Each line that contains the string "SolverConfig" counts once; report how many such lines appear in the data, as a number only.

[Collected data entries]
·····

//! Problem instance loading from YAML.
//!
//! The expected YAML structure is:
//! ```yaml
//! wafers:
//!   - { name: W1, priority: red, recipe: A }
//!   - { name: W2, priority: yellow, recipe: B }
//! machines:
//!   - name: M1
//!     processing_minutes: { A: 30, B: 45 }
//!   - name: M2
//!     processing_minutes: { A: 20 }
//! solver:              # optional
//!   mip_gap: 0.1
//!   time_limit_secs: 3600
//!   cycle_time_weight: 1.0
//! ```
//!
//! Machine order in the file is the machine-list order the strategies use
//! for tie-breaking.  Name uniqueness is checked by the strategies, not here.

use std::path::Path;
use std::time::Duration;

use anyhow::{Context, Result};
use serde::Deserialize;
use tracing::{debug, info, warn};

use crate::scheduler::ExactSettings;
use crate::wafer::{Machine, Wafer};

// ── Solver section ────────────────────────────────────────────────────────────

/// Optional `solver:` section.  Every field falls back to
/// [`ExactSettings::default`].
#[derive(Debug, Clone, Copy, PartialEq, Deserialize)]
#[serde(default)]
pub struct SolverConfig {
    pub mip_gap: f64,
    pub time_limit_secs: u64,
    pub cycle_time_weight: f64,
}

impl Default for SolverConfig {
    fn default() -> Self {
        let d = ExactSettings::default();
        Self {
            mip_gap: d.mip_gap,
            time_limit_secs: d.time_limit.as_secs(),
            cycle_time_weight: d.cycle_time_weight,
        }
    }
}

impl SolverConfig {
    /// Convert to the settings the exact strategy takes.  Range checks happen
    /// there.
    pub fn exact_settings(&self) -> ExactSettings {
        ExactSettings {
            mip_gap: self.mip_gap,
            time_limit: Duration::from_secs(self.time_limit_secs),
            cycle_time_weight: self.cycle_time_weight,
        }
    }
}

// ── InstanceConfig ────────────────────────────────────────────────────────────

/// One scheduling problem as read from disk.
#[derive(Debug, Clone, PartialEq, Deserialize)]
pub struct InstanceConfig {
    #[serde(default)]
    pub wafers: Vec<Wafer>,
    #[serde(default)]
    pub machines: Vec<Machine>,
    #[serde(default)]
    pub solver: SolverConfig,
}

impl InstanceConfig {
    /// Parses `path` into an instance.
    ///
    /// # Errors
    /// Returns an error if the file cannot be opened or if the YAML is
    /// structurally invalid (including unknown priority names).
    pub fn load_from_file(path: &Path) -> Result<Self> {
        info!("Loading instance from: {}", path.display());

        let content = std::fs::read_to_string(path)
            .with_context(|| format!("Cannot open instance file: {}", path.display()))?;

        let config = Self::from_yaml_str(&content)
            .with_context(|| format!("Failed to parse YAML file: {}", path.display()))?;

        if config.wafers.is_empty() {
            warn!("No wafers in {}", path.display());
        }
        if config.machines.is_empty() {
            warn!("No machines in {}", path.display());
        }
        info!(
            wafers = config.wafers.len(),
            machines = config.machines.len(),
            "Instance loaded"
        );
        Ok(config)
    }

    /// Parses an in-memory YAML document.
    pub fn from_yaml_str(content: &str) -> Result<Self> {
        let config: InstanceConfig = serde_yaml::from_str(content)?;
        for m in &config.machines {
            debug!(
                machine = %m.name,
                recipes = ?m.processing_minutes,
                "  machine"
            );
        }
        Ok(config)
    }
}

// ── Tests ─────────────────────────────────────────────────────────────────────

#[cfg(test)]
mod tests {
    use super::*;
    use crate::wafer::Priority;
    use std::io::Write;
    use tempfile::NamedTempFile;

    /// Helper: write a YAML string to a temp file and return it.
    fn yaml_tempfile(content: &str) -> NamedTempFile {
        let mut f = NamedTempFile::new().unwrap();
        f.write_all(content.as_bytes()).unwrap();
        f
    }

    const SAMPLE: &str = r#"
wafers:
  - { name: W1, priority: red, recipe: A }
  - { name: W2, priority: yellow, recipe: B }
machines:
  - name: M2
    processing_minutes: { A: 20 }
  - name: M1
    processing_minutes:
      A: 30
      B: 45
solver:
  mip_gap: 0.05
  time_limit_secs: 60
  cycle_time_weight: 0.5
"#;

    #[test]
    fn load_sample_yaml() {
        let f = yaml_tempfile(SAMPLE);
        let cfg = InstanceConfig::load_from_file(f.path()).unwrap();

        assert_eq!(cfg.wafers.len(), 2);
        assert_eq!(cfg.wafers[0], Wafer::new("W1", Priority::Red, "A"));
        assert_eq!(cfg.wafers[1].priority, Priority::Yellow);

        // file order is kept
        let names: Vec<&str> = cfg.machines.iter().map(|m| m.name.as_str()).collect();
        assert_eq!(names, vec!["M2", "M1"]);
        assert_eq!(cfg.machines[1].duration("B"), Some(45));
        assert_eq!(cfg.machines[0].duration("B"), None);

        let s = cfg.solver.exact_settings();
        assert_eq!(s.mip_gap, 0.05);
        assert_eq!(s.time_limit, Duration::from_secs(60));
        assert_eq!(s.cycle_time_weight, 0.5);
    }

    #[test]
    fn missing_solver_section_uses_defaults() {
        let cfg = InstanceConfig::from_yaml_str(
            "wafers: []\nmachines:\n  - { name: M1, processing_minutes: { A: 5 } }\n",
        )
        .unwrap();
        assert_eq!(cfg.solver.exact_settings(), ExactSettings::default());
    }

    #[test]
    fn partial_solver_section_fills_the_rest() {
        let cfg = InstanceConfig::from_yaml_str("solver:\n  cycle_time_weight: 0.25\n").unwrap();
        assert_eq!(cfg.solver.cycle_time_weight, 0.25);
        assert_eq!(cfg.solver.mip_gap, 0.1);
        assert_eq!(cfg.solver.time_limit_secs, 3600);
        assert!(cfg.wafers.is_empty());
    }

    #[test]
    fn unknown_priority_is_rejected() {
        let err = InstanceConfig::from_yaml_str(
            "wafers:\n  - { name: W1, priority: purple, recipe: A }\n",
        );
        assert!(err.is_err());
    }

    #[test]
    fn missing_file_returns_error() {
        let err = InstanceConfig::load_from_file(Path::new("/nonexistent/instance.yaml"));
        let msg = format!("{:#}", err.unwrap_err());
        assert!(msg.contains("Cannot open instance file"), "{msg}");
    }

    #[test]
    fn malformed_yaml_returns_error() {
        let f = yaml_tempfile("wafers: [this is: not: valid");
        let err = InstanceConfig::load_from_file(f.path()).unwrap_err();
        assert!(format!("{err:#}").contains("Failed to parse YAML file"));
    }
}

·····

*EXPECTED ANSWER*:
4